Parte do inconsciente consiste, portanto, de uma profusão de pensamentos, imagens e impressões provisoriamente ocultos e que, apesar de terem sido perdidos, continuam a influenciar nossas mentes conscientes.  Um homem desatento ou “distraído” pode atravessar uma sala para buscar uma coisa. Pára, parecendo perplexo: esqueceu o que buscava. Suas mãos tateiam pelos objetos de uma mesa como se fosse um sonâmbulo; não se lembra do seu objetivo inicial, mas ainda se deixa, inconscientemente, guiar por ele. Percebe então o que queria. Foi a sua inconsciência que o ajudou a lembrar-se.

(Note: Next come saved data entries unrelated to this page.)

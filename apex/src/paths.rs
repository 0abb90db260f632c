use std::path::PathBuf;

/// Filesystem layout of an Apex deployment.
///
/// The root is taken from the `APEX_HOME` environment variable, defaulting to
/// `<home>/apex`. Everything else hangs off it:
/// `data/refdata` for reference data, `data/tickdata` for recorded ticks, `persist` for
/// position recovery records, `log` for audit output.
#[derive(Debug, Clone, Eq, PartialEq)]
pub struct PathsConfig {
    pub root: PathBuf,
    pub refdata: PathBuf,
    pub tickdata: PathBuf,
    pub persist: PathBuf,
    pub log: PathBuf,
}

impl PathsConfig {
    /// Resolve the layout from the environment.
    pub fn resolve() -> Self {
        let root = std::env::var("APEX_HOME").map(PathBuf::from).unwrap_or_else(|_| {
            let home = std::env::var("HOME").map(PathBuf::from).unwrap_or_default();
            home.join("apex")
        });
        Self::under_root(root)
    }

    /// Resolve the layout under an explicit root, eg/ a test directory.
    pub fn under_root(root: PathBuf) -> Self {
        Self {
            refdata: root.join("data").join("refdata"),
            tickdata: root.join("data").join("tickdata"),
            persist: root.join("persist"),
            log: root.join("log"),
            root,
        }
    }

    pub fn instruments_csv(&self) -> PathBuf {
        self.refdata.join("instruments").join("instruments.csv")
    }
}

#[cfg(test)]
mod tests {
    use super::*;

    #[test]
    fn test_layout_under_root() {
        let paths = PathsConfig::under_root(PathBuf::from("/tmp/apex-root"));
        assert_eq!(
            paths.instruments_csv(),
            PathBuf::from("/tmp/apex-root/data/refdata/instruments/instruments.csv")
        );
        assert_eq!(paths.tickdata, PathBuf::from("/tmp/apex-root/data/tickdata"));
        assert_eq!(paths.persist, PathBuf::from("/tmp/apex-root/persist"));
        assert_eq!(paths.log, PathBuf::from("/tmp/apex-root/log"));
    }
}
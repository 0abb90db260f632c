use chrono::{DateTime, NaiveDate, NaiveDateTime, TimeDelta, TimeZone, Utc};
use serde::{Deserialize, Serialize};
use std::{
    fmt::{Display, Formatter},
    ops::{Add, AddAssign, Sub},
    str::FromStr,
    time::Duration,
};
use thiserror::Error;

/// Formatting resolution for [`Time::as_iso8601`].
#[derive(Debug, Copy, Clone, Eq, PartialEq)]
pub enum Resolution {
    Milli,
    Micro,
}

/// A point in time: microseconds since the unix epoch.
///
/// `Time::zero()` is the empty sentinel, meaning "no time set" - drained event sources and
/// unset order timestamps use it.
///
/// Caution: [`Time::realtime_now`] always returns the real wall-clock time, never the
/// simulation time. Components that may run in backtest mode must obtain "now" from the
/// event loop instead.
#[derive(
    Debug, Copy, Clone, Default, Eq, PartialEq, Ord, PartialOrd, Hash, Deserialize, Serialize,
)]
pub struct Time(i64);

#[derive(Debug, Clone, Error)]
#[error("cannot parse Time from: {0}")]
pub struct ParseTimeError(pub String);

impl Time {
    pub const fn zero() -> Self {
        Self(0)
    }

    pub const fn from_epoch_us(us: i64) -> Self {
        Self(us)
    }

    pub fn from_epoch_ms(ms: i64) -> Self {
        Self(ms * 1_000)
    }

    pub fn from_datetime(dt: DateTime<Utc>) -> Self {
        Self(dt.timestamp_micros())
    }

    /// Real wall-clock time. Must not be used by any code path that can run in backtest mode.
    pub fn realtime_now() -> Self {
        Self::from_datetime(Utc::now())
    }

    /// Whether this is the "no time set" sentinel.
    pub fn is_empty(&self) -> bool {
        self.0 == 0
    }

    pub fn as_epoch_us(&self) -> i64 {
        self.0
    }

    pub fn as_epoch_ms(&self) -> i64 {
        self.0 / 1_000
    }

    pub fn as_datetime(&self) -> DateTime<Utc> {
        Utc.timestamp_micros(self.0)
            .single()
            .unwrap_or(DateTime::<Utc>::MIN_UTC)
    }

    /// ISO-8601 representation, eg/ "2024-02-01T08:30:00.123Z".
    pub fn as_iso8601(&self, resolution: Resolution) -> String {
        match resolution {
            Resolution::Milli => self.as_datetime().format("%Y-%m-%dT%H:%M:%S%.3fZ").to_string(),
            Resolution::Micro => self.as_datetime().format("%Y-%m-%dT%H:%M:%S%.6fZ").to_string(),
        }
    }

    /// Format with a chrono strftime-style specifier.
    pub fn strftime(&self, format: &str) -> String {
        self.as_datetime().format(format).to_string()
    }

    /// Truncate to midnight UTC of the same day.
    pub fn round_to_earliest_day(&self) -> Self {
        const US_PER_DAY: i64 = 86_400 * 1_000_000;
        Self(self.0 - self.0.rem_euclid(US_PER_DAY))
    }
}

impl Add<Duration> for Time {
    type Output = Time;

    fn add(self, rhs: Duration) -> Self::Output {
        Time(self.0 + rhs.as_micros() as i64)
    }
}

impl AddAssign<Duration> for Time {
    fn add_assign(&mut self, rhs: Duration) {
        self.0 += rhs.as_micros() as i64;
    }
}

impl Sub<Time> for Time {
    type Output = TimeDelta;

    fn sub(self, rhs: Time) -> Self::Output {
        TimeDelta::microseconds(self.0 - rhs.0)
    }
}

impl Display for Time {
    fn fmt(&self, f: &mut Formatter<'_>) -> std::fmt::Result {
        write!(f, "{}", self.as_iso8601(Resolution::Milli))
    }
}

impl FromStr for Time {
    type Err = ParseTimeError;

    fn from_str(s: &str) -> Result<Self, Self::Err> {
        const DATETIME_FORMATS: [&str; 4] = [
            "%Y-%m-%dT%H:%M:%S%.f",
            "%Y-%m-%dT%H:%M:%S%.fZ",
            "%Y-%m-%d %H:%M:%S%.f",
            "%Y%m%d-%H:%M:%S%.f",
        ];
        const DATE_FORMATS: [&str; 2] = ["%Y-%m-%d", "%Y%m%d"];

        for format in DATETIME_FORMATS {
            if let Ok(naive) = NaiveDateTime::parse_from_str(s, format) {
                return Ok(Self::from_datetime(naive.and_utc()));
            }
        }

        for format in DATE_FORMATS {
            if let Ok(date) = NaiveDate::parse_from_str(s, format) {
                let naive = date
                    .and_hms_opt(0, 0, 0)
                    .ok_or_else(|| ParseTimeError(s.to_string()))?;
                return Ok(Self::from_datetime(naive.and_utc()));
            }
        }

        Err(ParseTimeError(s.to_string()))
    }
}

#[cfg(test)]
mod tests {
    use super::*;

    #[test]
    fn test_time_parse_formats() {
        struct TestCase {
            input: &'static str,
            expected_iso: &'static str,
        }

        let cases = vec![
            TestCase {
                input: "2024-02-01T08:30:00.123",
                expected_iso: "2024-02-01T08:30:00.123Z",
            },
            TestCase {
                input: "2024-02-01 08:30:00",
                expected_iso: "2024-02-01T08:30:00.000Z",
            },
            TestCase {
                input: "2024-02-01",
                expected_iso: "2024-02-01T00:00:00.000Z",
            },
            TestCase {
                input: "20240201",
                expected_iso: "2024-02-01T00:00:00.000Z",
            },
        ];

        for (index, test) in cases.into_iter().enumerate() {
            let time = Time::from_str(test.input).unwrap();
            assert_eq!(
                time.as_iso8601(Resolution::Milli),
                test.expected_iso,
                "TC{index} failed"
            );
        }
    }

    #[test]
    fn test_time_parse_rejects_garbage() {
        assert!(Time::from_str("not-a-time").is_err());
    }

    #[test]
    fn test_micro_resolution_formatting() {
        let time = Time::from_epoch_us(1_706_774_400_123_456);
        assert!(time.as_iso8601(Resolution::Micro).ends_with(".123456Z"));
        assert!(time.as_iso8601(Resolution::Milli).ends_with(".123Z"));
    }

    #[test]
    fn test_time_ordering_and_arithmetic() {
        let t0 = Time::from_epoch_us(1_000_000);
        let t1 = t0 + Duration::from_millis(500);

        assert!(t1 > t0);
        assert_eq!((t1 - t0).num_microseconds(), Some(500_000));

        let mut t2 = t0;
        t2 += Duration::from_micros(1);
        assert!(t2 > t0);
    }

    #[test]
    fn test_empty_sentinel() {
        assert!(Time::zero().is_empty());
        assert!(!Time::realtime_now().is_empty());
        assert_eq!(Time::default(), Time::zero());
    }

    #[test]
    fn test_round_to_earliest_day() {
        let time = Time::from_str("2024-02-01T08:30:00.123").unwrap();
        let day = time.round_to_earliest_day();
        assert_eq!(day.as_iso8601(Resolution::Milli), "2024-02-01T00:00:00.000Z");
    }
}
#![warn(
    unused,
    clippy::cognitive_complexity,
    unused_crate_dependencies,
    unused_extern_crates,
    clippy::unused_self,
    missing_debug_implementations,
    rust_2018_idioms
)]
#![allow(clippy::type_complexity, clippy::too_many_arguments)]

//! # Apex-Execution
//! The order lifecycle engine: the [`Order`](order::Order) state machine and fill ledger,
//! process-wide [`OrderService`](service::OrderService) registry, the
//! [`OrderRouter`](router::OrderRouter) contract with its gateway-backed and simulated
//! implementations, and per-instrument [`Position`](position::Position) accounting.

/// Order object, attributes, state machine and events.
pub mod order;

/// Process-wide order registry, id allocation and inbound routing.
pub mod service;

/// The `send_order`/`cancel_order`/`is_up` routing contract.
pub mod router;

/// Gateway client session and the realtime order router built on it.
pub mod client;

/// Simulated matching engine: price-indexed resting books fed by the market-data stream.
pub mod sim;

/// Position accounting: startup, bought/sold quantity and cost, PnL.
pub mod position;

pub mod error;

Se observarmos o comportamento de uma pessoa neurótica podemos vê-la fazendo muitas coisas de modo aparentemente intencional e consciente. No entanto, se a questionarmos descobriremos que ou não tem consciência alguma das ações praticadas ou então que pensa em coisas bem diferentes. Ouve mas está surda, vê, mas está cega, sabe e parece ignorante. Estes exemplos são tão freqüentes que o especialista logo compreende que o que está contido inconscientemente no nosso espírito comporta-se como se fora consciente e que nunca se pode ter certeza, em tais casos, de pensamento, fala ou ação conscientes ou não.

É este tipo de comportamento que leva tantos médicos a rejeitarem as afirmações de pacientes histéricos como se fossem mentiras. Tais pessoas certamente arquitetam maior número de inexatidões do que a maioria de nós, mas “mentira” dificilmente será a palavra certa a empregar. De fato, o seu estado mental provoca uma conduta indecisa, já que a sua consciência está sujeita a eclipses imprevisíveis causados por interferência do inconsciente. Até mesmo as sensações da pele de tais pessoas podem revelar semelhantes flutuações perceptivas. A pessoa histérica pode num determinado momento, sentir a agulha com que lhe picam o braço, e em outro nada sentir.  Durante todo o tempo, no entanto, o doente sabe, inconscientemente, o que lhe está acontecendo.